● Brief
Return the run of lines below that opens with the line containing "if let Some(dir) = &cli.data_dir" and closes with the line containing "let outcome = tokio::runtime::Runtime::new()?.block_on(async", keeping each one exact.

Dataset entries
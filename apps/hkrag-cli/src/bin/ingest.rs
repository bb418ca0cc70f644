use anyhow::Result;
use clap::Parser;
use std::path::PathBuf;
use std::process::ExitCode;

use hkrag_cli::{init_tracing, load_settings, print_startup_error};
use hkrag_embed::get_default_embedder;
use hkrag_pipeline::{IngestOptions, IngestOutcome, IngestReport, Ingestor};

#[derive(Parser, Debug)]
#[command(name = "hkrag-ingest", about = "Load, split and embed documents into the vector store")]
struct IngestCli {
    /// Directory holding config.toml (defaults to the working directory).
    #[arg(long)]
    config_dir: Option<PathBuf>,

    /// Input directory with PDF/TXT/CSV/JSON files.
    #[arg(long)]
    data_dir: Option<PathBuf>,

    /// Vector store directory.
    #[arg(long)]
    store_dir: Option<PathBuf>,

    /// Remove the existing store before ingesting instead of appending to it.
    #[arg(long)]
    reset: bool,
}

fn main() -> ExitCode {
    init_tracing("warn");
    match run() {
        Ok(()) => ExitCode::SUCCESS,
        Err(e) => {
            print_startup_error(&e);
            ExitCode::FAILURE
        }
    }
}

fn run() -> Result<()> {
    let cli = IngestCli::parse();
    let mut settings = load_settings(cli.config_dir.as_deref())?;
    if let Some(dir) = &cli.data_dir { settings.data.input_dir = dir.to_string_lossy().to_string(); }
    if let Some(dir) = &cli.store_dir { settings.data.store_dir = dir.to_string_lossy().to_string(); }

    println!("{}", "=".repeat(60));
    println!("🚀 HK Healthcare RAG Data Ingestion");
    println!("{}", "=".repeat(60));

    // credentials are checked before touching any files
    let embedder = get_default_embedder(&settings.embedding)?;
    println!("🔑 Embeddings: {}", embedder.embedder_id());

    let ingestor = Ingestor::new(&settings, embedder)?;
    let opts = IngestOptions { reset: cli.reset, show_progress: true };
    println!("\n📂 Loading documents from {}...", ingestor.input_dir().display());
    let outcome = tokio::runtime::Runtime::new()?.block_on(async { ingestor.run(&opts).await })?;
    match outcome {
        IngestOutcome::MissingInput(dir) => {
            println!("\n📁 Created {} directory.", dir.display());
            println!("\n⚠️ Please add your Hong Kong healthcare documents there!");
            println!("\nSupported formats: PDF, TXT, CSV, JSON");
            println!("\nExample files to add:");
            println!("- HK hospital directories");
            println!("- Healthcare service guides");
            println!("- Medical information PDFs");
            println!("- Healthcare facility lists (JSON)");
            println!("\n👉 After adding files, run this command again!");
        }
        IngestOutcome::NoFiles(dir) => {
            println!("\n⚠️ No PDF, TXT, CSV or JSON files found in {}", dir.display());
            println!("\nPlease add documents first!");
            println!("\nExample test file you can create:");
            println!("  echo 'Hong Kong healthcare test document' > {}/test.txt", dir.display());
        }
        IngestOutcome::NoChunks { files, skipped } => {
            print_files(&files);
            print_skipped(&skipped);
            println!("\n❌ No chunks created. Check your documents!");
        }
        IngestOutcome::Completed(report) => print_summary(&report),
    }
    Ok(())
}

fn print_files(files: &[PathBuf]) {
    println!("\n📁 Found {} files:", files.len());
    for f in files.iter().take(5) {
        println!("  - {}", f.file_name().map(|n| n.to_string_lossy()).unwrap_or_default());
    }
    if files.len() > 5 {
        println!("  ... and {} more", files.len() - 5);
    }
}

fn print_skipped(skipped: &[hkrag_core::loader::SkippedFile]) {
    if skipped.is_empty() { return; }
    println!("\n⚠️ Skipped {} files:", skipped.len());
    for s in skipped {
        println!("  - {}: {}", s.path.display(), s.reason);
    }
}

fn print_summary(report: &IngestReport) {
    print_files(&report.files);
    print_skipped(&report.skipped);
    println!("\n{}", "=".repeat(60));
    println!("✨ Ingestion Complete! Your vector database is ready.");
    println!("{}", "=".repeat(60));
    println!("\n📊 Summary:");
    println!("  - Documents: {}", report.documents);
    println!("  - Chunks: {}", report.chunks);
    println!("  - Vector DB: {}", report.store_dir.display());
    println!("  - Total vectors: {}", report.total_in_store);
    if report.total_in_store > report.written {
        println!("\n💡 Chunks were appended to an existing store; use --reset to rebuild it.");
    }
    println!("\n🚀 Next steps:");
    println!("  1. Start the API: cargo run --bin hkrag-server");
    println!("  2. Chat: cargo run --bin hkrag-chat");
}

● Reply to the task
    if let Some(dir) = &cli.data_dir { settings.data.input_dir = dir.to_string_lossy().to_string(); }
    if let Some(dir) = &cli.store_dir { settings.data.store_dir = dir.to_string_lossy().to_string(); }

    println!("{}", "=".repeat(60));
    println!("🚀 HK Healthcare RAG Data Ingestion");
    println!("{}", "=".repeat(60));

    // credentials are checked before touching any files
    let embedder = get_default_embedder(&settings.embedding)?;
    println!("🔑 Embeddings: {}", embedder.embedder_id());

    let ingestor = Ingestor::new(&settings, embedder)?;
    let opts = IngestOptions { reset: cli.reset, show_progress: true };
    println!("\n📂 Loading documents from {}...", ingestor.input_dir().display());
    let outcome = tokio::runtime::Runtime::new()?.block_on(async { ingestor.run(&opts).await })?;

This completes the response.